◆ **Required action**:
All lines with the word "prompts" are to be found and copied from the listing.
### Records for the task ###
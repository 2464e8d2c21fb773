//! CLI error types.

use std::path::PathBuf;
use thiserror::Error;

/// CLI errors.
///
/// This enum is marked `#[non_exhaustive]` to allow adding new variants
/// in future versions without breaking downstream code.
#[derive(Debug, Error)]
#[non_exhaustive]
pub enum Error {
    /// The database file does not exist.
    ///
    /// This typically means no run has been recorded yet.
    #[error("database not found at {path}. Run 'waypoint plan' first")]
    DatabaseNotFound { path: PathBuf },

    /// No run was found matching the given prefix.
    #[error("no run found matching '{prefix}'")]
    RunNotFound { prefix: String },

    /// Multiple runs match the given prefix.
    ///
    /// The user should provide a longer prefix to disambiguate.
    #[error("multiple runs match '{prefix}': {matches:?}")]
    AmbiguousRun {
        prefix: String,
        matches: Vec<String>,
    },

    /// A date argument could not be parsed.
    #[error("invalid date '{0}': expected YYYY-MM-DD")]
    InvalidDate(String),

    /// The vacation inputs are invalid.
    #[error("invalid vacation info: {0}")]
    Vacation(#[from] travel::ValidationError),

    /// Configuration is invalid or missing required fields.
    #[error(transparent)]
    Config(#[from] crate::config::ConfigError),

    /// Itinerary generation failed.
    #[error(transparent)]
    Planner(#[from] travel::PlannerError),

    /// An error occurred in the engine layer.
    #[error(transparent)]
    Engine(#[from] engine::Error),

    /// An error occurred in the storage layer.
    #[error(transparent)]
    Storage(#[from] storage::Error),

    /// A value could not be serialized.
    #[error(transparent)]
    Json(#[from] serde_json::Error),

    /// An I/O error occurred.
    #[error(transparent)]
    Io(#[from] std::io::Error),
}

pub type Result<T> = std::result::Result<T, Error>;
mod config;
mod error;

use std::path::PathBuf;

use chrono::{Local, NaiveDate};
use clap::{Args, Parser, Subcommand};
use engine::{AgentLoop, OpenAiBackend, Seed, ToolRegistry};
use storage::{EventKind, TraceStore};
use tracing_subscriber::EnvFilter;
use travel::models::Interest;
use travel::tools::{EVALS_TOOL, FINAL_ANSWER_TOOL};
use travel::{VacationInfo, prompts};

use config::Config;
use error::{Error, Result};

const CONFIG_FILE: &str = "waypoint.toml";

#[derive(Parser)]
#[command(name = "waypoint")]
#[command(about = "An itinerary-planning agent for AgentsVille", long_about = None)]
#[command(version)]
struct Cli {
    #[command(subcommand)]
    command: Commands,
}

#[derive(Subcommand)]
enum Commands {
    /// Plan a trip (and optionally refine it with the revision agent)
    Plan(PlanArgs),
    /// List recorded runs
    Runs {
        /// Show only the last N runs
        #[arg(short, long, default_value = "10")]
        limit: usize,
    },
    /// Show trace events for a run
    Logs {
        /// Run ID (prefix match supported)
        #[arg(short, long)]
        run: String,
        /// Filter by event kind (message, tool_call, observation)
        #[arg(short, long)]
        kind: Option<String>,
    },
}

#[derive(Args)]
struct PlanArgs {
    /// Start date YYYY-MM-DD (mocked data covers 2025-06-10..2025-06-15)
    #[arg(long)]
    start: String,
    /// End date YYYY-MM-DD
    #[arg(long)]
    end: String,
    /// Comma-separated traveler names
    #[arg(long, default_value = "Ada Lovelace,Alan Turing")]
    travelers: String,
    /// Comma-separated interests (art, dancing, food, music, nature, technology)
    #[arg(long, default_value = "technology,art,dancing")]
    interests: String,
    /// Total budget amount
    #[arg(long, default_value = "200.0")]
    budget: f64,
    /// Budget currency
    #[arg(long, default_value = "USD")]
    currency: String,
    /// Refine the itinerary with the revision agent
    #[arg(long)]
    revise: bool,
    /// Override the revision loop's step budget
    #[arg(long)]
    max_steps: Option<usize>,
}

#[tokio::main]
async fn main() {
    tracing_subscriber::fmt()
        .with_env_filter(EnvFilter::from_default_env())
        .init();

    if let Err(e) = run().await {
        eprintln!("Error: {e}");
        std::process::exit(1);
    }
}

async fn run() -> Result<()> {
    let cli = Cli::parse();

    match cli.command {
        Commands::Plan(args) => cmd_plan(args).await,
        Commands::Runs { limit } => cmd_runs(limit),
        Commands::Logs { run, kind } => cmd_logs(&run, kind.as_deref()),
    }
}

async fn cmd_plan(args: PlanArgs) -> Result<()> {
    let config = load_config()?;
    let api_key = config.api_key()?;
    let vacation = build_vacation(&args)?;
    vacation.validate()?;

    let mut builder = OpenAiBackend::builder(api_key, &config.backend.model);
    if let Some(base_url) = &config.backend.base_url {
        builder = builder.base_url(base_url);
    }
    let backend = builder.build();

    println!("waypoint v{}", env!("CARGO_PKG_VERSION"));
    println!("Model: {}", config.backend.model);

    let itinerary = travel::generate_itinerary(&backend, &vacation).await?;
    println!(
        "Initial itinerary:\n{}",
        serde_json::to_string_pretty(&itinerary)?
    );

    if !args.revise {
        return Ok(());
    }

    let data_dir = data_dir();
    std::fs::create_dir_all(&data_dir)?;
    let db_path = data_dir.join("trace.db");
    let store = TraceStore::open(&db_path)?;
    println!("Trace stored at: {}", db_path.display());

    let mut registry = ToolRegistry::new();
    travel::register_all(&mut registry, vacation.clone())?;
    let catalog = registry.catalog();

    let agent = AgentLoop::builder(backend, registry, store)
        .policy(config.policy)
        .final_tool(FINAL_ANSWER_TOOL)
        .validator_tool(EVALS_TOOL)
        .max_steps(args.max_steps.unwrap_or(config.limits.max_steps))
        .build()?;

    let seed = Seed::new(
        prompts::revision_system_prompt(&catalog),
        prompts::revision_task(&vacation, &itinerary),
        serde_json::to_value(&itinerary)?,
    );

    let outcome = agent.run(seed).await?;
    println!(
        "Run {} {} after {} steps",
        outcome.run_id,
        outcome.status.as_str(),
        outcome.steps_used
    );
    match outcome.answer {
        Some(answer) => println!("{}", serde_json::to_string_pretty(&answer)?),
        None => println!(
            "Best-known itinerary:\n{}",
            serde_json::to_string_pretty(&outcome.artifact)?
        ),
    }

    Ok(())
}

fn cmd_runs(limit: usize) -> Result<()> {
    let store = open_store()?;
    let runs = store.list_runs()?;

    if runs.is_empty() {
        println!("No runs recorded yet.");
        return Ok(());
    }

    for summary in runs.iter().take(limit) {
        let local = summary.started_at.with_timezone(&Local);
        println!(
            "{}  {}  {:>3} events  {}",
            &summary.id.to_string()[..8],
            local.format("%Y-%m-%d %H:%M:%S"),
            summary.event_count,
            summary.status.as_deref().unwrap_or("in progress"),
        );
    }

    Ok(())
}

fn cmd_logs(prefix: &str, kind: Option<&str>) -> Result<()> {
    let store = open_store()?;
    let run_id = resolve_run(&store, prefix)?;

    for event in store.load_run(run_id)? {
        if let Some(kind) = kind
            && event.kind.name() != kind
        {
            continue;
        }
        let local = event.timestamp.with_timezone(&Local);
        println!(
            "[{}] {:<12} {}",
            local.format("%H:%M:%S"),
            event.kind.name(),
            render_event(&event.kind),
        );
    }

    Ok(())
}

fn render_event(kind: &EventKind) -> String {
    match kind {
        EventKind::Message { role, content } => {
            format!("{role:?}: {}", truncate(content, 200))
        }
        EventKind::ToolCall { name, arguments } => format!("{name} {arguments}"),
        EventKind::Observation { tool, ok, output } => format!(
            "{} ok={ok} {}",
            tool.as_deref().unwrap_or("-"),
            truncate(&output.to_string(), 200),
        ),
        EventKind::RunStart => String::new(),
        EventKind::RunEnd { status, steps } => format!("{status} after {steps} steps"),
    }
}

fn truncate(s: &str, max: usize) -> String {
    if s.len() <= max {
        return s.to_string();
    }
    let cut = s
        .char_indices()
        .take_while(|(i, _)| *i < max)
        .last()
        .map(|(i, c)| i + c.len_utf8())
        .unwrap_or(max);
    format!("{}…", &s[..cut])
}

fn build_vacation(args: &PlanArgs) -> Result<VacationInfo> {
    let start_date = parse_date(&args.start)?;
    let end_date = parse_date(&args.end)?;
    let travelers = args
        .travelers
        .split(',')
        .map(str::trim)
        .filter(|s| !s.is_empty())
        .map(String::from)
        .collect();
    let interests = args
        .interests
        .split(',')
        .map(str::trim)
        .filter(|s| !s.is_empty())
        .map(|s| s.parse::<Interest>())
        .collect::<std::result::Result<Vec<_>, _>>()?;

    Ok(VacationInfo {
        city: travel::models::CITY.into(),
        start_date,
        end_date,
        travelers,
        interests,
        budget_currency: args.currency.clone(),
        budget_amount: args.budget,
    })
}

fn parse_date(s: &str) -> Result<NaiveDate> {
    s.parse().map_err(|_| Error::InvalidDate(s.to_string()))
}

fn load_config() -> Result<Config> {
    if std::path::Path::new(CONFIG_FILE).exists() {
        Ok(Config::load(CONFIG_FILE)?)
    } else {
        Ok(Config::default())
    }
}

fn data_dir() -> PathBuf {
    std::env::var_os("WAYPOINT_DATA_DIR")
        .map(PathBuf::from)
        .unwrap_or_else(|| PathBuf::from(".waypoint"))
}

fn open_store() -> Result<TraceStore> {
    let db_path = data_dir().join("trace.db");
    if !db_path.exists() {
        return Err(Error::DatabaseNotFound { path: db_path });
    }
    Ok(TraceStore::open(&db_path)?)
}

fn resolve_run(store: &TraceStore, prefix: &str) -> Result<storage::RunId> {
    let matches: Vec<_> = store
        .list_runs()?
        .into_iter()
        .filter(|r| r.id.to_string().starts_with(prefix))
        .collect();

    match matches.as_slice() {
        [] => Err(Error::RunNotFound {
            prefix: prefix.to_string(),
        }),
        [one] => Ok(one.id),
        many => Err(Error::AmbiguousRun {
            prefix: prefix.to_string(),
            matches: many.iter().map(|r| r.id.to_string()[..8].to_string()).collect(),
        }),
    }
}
###
◆ **Task output**:
use travel::{VacationInfo, prompts};
        prompts::revision_system_prompt(&catalog),
        prompts::revision_task(&vacation, &itinerary),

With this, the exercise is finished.